In definitiva, se il reato associativo è un reato a
concorso necessario la citata interpretazione
giurisprudenziale va oltre ed individua non solo i concorrenti
necessari (coloro che sono effettivamente affiliati
all'associazione), ma anche i concorrenti eventuali (chi non
fa parte dell'associazione, ma la favorisce, la fiancheggia e
contribuisce alla sua attività).
Applicando l'articolo 416- bis del codice penale, per
effetto del richiamo alle norme sul concorso di persone nel
reato, tanto i primi quanto gli altri sono assoggettati alla
stessa sanzione penale. Tutto questo anche se la
giurisprudenza di legittimità ha chiaramente evidenziato che
esiste una netta differenza tra i due comportamenti.
Nella fattispecie l'istituto del "concorso esterno" è
diventato uno strumento di comodo impiego giudiziario che,
grazie alla sua duttilità, bene si presta a ricomprendere le
forme di "contiguità" penalmente rilevanti.
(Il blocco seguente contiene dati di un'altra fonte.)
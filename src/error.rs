// Error types module

use thiserror::Error;

/// Startup and boundary errors of the server
#[derive(Error, Debug)]
pub enum ServerError {
    /// Invalid YAML, missing env vars, failed validation
    #[error("Configuration error: {0}")]
    Config(String),

    #[error("Logging error: {0}")]
    Logging(String),

    /// Cache directory could not be prepared
    #[error("Cache error: {0}")]
    Cache(#[from] crate::cache::CacheError),

    /// HTTP client for source fetches could not be built
    #[error("HTTP client error: {0}")]
    HttpClient(#[from] reqwest::Error),

    #[error("Internal error: {0}")]
    Internal(String),
}

impl ServerError {
    pub fn to_http_status(&self) -> u16 {
        500
    }
}
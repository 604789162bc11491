//! On-disk result cache
//!
//! A flat directory of files named `<sha256-hex>.<format>`. The hash covers
//! the full serialized [`TransformOptions`], so any differing field yields a
//! different file. Presence of the file is the only hit signal; entries are
//! never evicted by this process.
//!
//! Writers stage output in `<name>.<uuid>.tmp` and rename into place, so a
//! reader never observes a half-written entry. A [`StagedFile`] that is never
//! committed removes itself when dropped, including when the job task unwinds.
//! Concurrent writers for the same key resolve as last-writer-wins.

use sha2::{Digest, Sha256};
use std::io::ErrorKind;
use std::path::{Path, PathBuf};
use thiserror::Error;

use crate::options::TransformOptions;

#[derive(Error, Debug)]
pub enum CacheError {
    #[error("I/O error: {0}")]
    Io(#[from] std::io::Error),

    #[error("Serialization error: {0}")]
    Serialization(#[from] serde_json::Error),
}

/// SHA-256 hex digest of the options, serialized with sorted keys
pub fn fingerprint(options: &TransformOptions) -> Result<String, CacheError> {
    // Value's object map is ordered, which makes the encoding field-order independent
    let value = serde_json::to_value(options)?;
    let encoded = serde_json::to_vec(&value)?;

    let mut hasher = Sha256::new();
    hasher.update(&encoded);
    Ok(hex::encode(hasher.finalize()))
}

/// A staging file that is deleted on drop unless committed
#[derive(Debug)]
pub struct StagedFile {
    path: PathBuf,
    committed: bool,
}

impl StagedFile {
    pub fn path(&self) -> &Path {
        &self.path
    }
}

impl Drop for StagedFile {
    fn drop(&mut self) {
        if self.committed {
            return;
        }
        match std::fs::remove_file(&self.path) {
            Ok(()) => {
                tracing::debug!(path = %self.path.display(), "Removed staged cache file");
            }
            Err(e) if e.kind() == ErrorKind::NotFound => {}
            Err(e) => {
                tracing::warn!(
                    path = %self.path.display(),
                    error = %e,
                    "Failed to remove staged cache file"
                );
            }
        }
    }
}

#[derive(Debug, Clone)]
pub struct DiskCache {
    directory: PathBuf,
}

impl DiskCache {
    pub fn new(directory: impl Into<PathBuf>) -> Self {
        Self {
            directory: directory.into(),
        }
    }

    pub fn directory(&self) -> &Path {
        &self.directory
    }

    /// Create the cache directory if it does not exist yet
    pub async fn ensure_dir(&self) -> Result<(), CacheError> {
        tokio::fs::create_dir_all(&self.directory).await?;
        Ok(())
    }

    /// `<fingerprint>.<format>`
    pub fn file_name(&self, options: &TransformOptions) -> Result<String, CacheError> {
        Ok(format!("{}.{}", fingerprint(options)?, options.format()))
    }

    pub fn path_for(&self, options: &TransformOptions) -> Result<PathBuf, CacheError> {
        Ok(self.directory.join(self.file_name(options)?))
    }

    pub async fn contains(&self, path: &Path) -> bool {
        tokio::fs::try_exists(path).await.unwrap_or(false)
    }

    /// Unique staging path next to the final entry
    pub fn temp_path_for(&self, final_path: &Path) -> PathBuf {
        let file_name = final_path
            .file_name()
            .map(|name| name.to_string_lossy().into_owned())
            .unwrap_or_default();
        self.directory
            .join(format!("{}.{}.tmp", file_name, uuid::Uuid::new_v4()))
    }

    /// Reserve a staging file for `final_path`
    pub fn stage(&self, final_path: &Path) -> StagedFile {
        StagedFile {
            path: self.temp_path_for(final_path),
            committed: false,
        }
    }

    /// Atomically move a staged file into place. On error the staged file is
    /// dropped and removed.
    pub async fn commit(&self, mut staged: StagedFile, final_path: &Path) -> Result<(), CacheError> {
        tokio::fs::rename(&staged.path, final_path).await?;
        staged.committed = true;
        Ok(())
    }
}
Ma proprio questa
duttilità implica come costo una incertezza di confini della
figura e il conseguente rischio di una sua espansione
incontrollata: basti considerare che è accaduto che una
medesima condotta è stata in giurisprudenza qualificata ora
concorso esterno nell'associazione mafiosa, ora partecipazione
interna nell'associazione stessa, ora assistenza agli
associati ai sensi dell'articolo 418 del codice penale.
La vera ragione della difficoltà di chiarire il carattere
controverso del concorso esterno nell'ambito della dottrina
penalistica sta nel fatto che, come studi recenti hanno
evidenziato, i princìpi del concorso criminoso sono stati
storicamente elaborati all'ombra dei reati monosoggettivi, per
cui una loro estensibilità al reato associativo è tutt'altro
che scontata sul piano sia logico che politico-criminale.
Da qui nasce una duplice possibilità in una prospettiva di
riforma: o elaborare una specifica parte generale dei reati
associativi, o (soluzione preferibile per la sua minore
problematicità) creare una nuova fattispecie incriminatrice di
parte speciale.
In ognuno dei due casi è il legislatore ad assumersi la
responsabilità di indicare i presupposti e i limiti della
contiguità penalmente rilevante.
La presente proposta di legge intende seguire la seconda
ipotesi prevedendo, con un articolo unico, l'introduzione
dell'articolo 379- bis del codice penale, che punisce con
la pena della reclusione da due a cinque anni chi, non facendo
parte dell'associazione mafiosa, favorisce il perseguimento
dei suoi scopi illeciti o ne agevola l'attività.